WORK ITEM: Locate every line in the records below that contains the word "terminate", and copy each one.

-.-.-

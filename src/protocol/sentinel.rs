//! Sentinel Installation
//!
//! Makes the shell print a marker right after every prompt redraw so the
//! protocol can tell from the output stream alone that the shell is idle.
//! Each flavor is described by a `ShellProfile` row; adding a shell means
//! adding a row, the state machine never branches on the flavor.

use std::fmt::Write as _;
use std::time::Duration;
use uuid::Uuid;

use crate::error::{Error, Result};
use crate::models::{SessionState, ShellSession, ShellType};
use crate::pty::channel::ByteChannel;
use crate::pty::events::{SessionEvent, SessionEventBus};
use crate::terminal::{PromptDetector, TerminalEmulator};

/// Control byte that asks the foreground job to stop
pub const INTERRUPT: u8 = 0x03;

const WORD_JOINER: char = '\u{2060}';
const ZERO_BIT: char = '\u{200B}';
const ONE_BIT: char = '\u{200C}';
const TERMINATOR: char = '\u{200D}';
const NONCE_BITS: u32 = 16;

/// Marker the shell emits after each prompt
#[derive(Debug, Clone, PartialEq, Eq, Hash)]
pub struct Sentinel {
    text: String,
}

impl Sentinel {
    /// Fresh sentinel with a random per-session nonce
    pub fn generate(shell_type: ShellType) -> Self {
        let nonce = Uuid::new_v4().as_u128() as u32;
        Self::from_nonce(shell_type, nonce)
    }

    /// Sentinel for a fixed nonce
    ///
    /// POSIX shells get an invisible run of zero-width characters encoding
    /// the low 16 bits; PowerShell gets a visible `SB-xxxxxxxx ` prefix.
    pub fn from_nonce(shell_type: ShellType, nonce: u32) -> Self {
        let text = match shell_type {
            ShellType::PowerShell => format!("SB-{:08x} ", nonce),
            _ => {
                let mut text = String::with_capacity(NONCE_BITS as usize + 2);
                text.push(WORD_JOINER);
                for bit in (0..NONCE_BITS).rev() {
                    text.push(if (nonce >> bit) & 1 == 1 { ONE_BIT } else { ZERO_BIT });
                }
                text.push(TERMINATOR);
                text
            }
        };
        Self { text }
    }

    pub fn as_str(&self) -> &str {
        &self.text
    }

    /// Remove every occurrence from `text`
    pub fn strip_from(&self, text: &str) -> String {
        text.replace(&self.text, "")
    }
}

impl std::fmt::Display for Sentinel {
    fn fmt(&self, f: &mut std::fmt::Formatter<'_>) -> std::fmt::Result {
        write!(f, "{}", self.text.escape_unicode())
    }
}

/// Per-flavor recipe for talking to a shell
pub struct ShellProfile {
    /// Flavor this row describes
    pub shell_type: ShellType,
    /// Appended to every dispatched command
    pub line_terminator: &'static str,
    /// Prints the working directory on its own line
    pub pwd_command: &'static str,
    /// Byte written to interrupt the foreground job
    pub interrupt_byte: u8,
    install: Option<fn(&Sentinel) -> Vec<String>>,
    cd: fn(&str) -> String,
}

impl std::fmt::Debug for ShellProfile {
    fn fmt(&self, f: &mut std::fmt::Formatter<'_>) -> std::fmt::Result {
        f.debug_struct("ShellProfile")
            .field("shell_type", &self.shell_type)
            .field("line_terminator", &self.line_terminator)
            .field("pwd_command", &self.pwd_command)
            .field("can_install", &self.can_install())
            .finish()
    }
}

static PROFILES: [ShellProfile; 4] = [
    ShellProfile {
        shell_type: ShellType::Bash,
        line_terminator: "\n",
        pwd_command: "pwd",
        interrupt_byte: INTERRUPT,
        install: Some(bash_install),
        cd: posix_cd,
    },
    ShellProfile {
        shell_type: ShellType::Zsh,
        line_terminator: "\n",
        pwd_command: "pwd",
        interrupt_byte: INTERRUPT,
        install: Some(zsh_install),
        cd: posix_cd,
    },
    ShellProfile {
        shell_type: ShellType::Fish,
        line_terminator: "\n",
        pwd_command: "pwd",
        interrupt_byte: INTERRUPT,
        install: Some(fish_install),
        cd: fish_cd,
    },
    ShellProfile {
        shell_type: ShellType::PowerShell,
        line_terminator: "\r",
        pwd_command: "(Get-Location).Path",
        interrupt_byte: INTERRUPT,
        install: Some(powershell_install),
        cd: powershell_cd,
    },
];

/// Used for shells without a recipe: POSIX conventions, nothing to install
static FALLBACK: ShellProfile = ShellProfile {
    shell_type: ShellType::Unknown,
    line_terminator: "\n",
    pwd_command: "pwd",
    interrupt_byte: INTERRUPT,
    install: None,
    cd: posix_cd,
};

impl ShellProfile {
    /// Profile row for a flavor
    pub fn for_shell(shell_type: ShellType) -> &'static ShellProfile {
        PROFILES
            .iter()
            .find(|p| p.shell_type == shell_type)
            .unwrap_or(&FALLBACK)
    }

    /// Whether a sentinel can be installed
    pub fn can_install(&self) -> bool {
        self.install.is_some()
    }

    /// Lines that make the shell emit `sentinel` after each prompt
    ///
    /// None of them contains the sentinel literally, so their echo cannot be
    /// mistaken for a completed command.
    pub fn install_lines(&self, sentinel: &Sentinel) -> Vec<String> {
        self.install.map(|f| f(sentinel)).unwrap_or_default()
    }

    /// Command that changes directory to `path`, quoted for this shell
    pub fn cd_command(&self, path: &str) -> String {
        (self.cd)(path)
    }

    /// `command` with the line terminator appended
    pub fn terminate(&self, command: &str) -> String {
        format!("{}{}", command, self.line_terminator)
    }
}

/// `\NNN` octal escapes of the UTF-8 bytes, understood by bash and zsh `printf`
fn octal_escape(text: &str) -> String {
    text.bytes().fold(String::new(), |mut out, b| {
        let _ = write!(out, "\\{:03o}", b);
        out
    })
}

/// `\uXXXX` escapes, understood by fish `printf`
fn unicode_escape(text: &str) -> String {
    text.chars().fold(String::new(), |mut out, c| {
        let _ = write!(out, "\\u{:04x}", c as u32);
        out
    })
}

fn bash_install(sentinel: &Sentinel) -> Vec<String> {
    vec![
        "export BROWSER=true".to_string(),
        format!("PROMPT_COMMAND='printf \"{}\"'", octal_escape(sentinel.as_str())),
    ]
}

fn zsh_install(sentinel: &Sentinel) -> Vec<String> {
    vec![
        "export BROWSER=true".to_string(),
        format!(
            "__shellbridge_sentinel() {{ printf '{}' }}; precmd_functions+=(__shellbridge_sentinel)",
            octal_escape(sentinel.as_str())
        ),
    ]
}

fn fish_install(sentinel: &Sentinel) -> Vec<String> {
    vec![
        "set -gx BROWSER true".to_string(),
        format!(
            "function __shellbridge_sentinel --on-event fish_prompt; printf '{}'; end",
            unicode_escape(sentinel.as_str())
        ),
    ]
}

fn powershell_install(sentinel: &Sentinel) -> Vec<String> {
    let text = sentinel.as_str();
    let nonce = text
        .strip_prefix("SB-")
        .and_then(|rest| rest.strip_suffix(' '))
        .unwrap_or(text);
    vec![
        "$env:BROWSER = 'none'".to_string(),
        format!(
            "function prompt {{ ('SB-' + '{}' + ' ') + \"$(Get-Location)> \" }}",
            nonce
        ),
    ]
}

fn posix_cd(path: &str) -> String {
    format!("cd '{}'", path.replace('\'', r"'\''"))
}

fn fish_cd(path: &str) -> String {
    format!("cd '{}'", path.replace('\\', r"\\").replace('\'', r"\'"))
}

fn powershell_cd(path: &str) -> String {
    format!("Set-Location -LiteralPath '{}'", path.replace('\'', "''"))
}

/// Writes the install sequence for a session's flavor
pub struct SentinelInstaller<'a> {
    channel: &'a dyn ByteChannel,
    emulator: &'a dyn TerminalEmulator,
    events: &'a SessionEventBus,
    settle_delay: Duration,
}

impl<'a> SentinelInstaller<'a> {
    pub fn new(
        channel: &'a dyn ByteChannel,
        emulator: &'a dyn TerminalEmulator,
        events: &'a SessionEventBus,
        settle_delay: Duration,
    ) -> Self {
        Self {
            channel,
            emulator,
            events,
            settle_delay,
        }
    }

    /// Install (or reinstall) the session's sentinel
    ///
    /// Unsupported flavors are not an error: the session is marked degraded
    /// and a notice is published.
    pub async fn install(&self, session: &mut ShellSession) -> Result<()> {
        session.set_state(SessionState::Installing);
        self.events.publish(SessionEvent::StateChanged {
            state: SessionState::Installing,
        });

        let profile = ShellProfile::for_shell(session.shell_type);
        if !profile.can_install() {
            let err = Error::UnsupportedShell {
                program: session.program.clone().unwrap_or_default(),
            };
            warn!("{}", err);
            let guess = PromptDetector::new().detect_shell_type(&self.emulator.tail(5));
            if guess != ShellType::Unknown {
                info!("Prompt looks like {}, falling back to prompt matching", guess);
            }
            session.mark_degraded();
            self.events.notice(err.to_string());
            return Ok(());
        }

        let sentinel = match session.sentinel() {
            Some(sentinel) => sentinel.clone(),
            None => {
                let sentinel = Sentinel::generate(session.shell_type);
                session.set_sentinel(sentinel.clone())?;
                sentinel
            }
        };

        debug!(
            "Installing sentinel {} for {} session {}",
            sentinel, session.shell_type, session.id
        );
        for line in profile.install_lines(&sentinel) {
            self.channel.write(profile.terminate(&line).as_bytes())?;
        }

        tokio::time::sleep(self.settle_delay).await;
        self.emulator.clear();
        Ok(())
    }
}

-.-.-

SOLUTION BELOW:
    pub fn terminate(&self, command: &str) -> String {
            self.channel.write(profile.terminate(&line).as_bytes())?;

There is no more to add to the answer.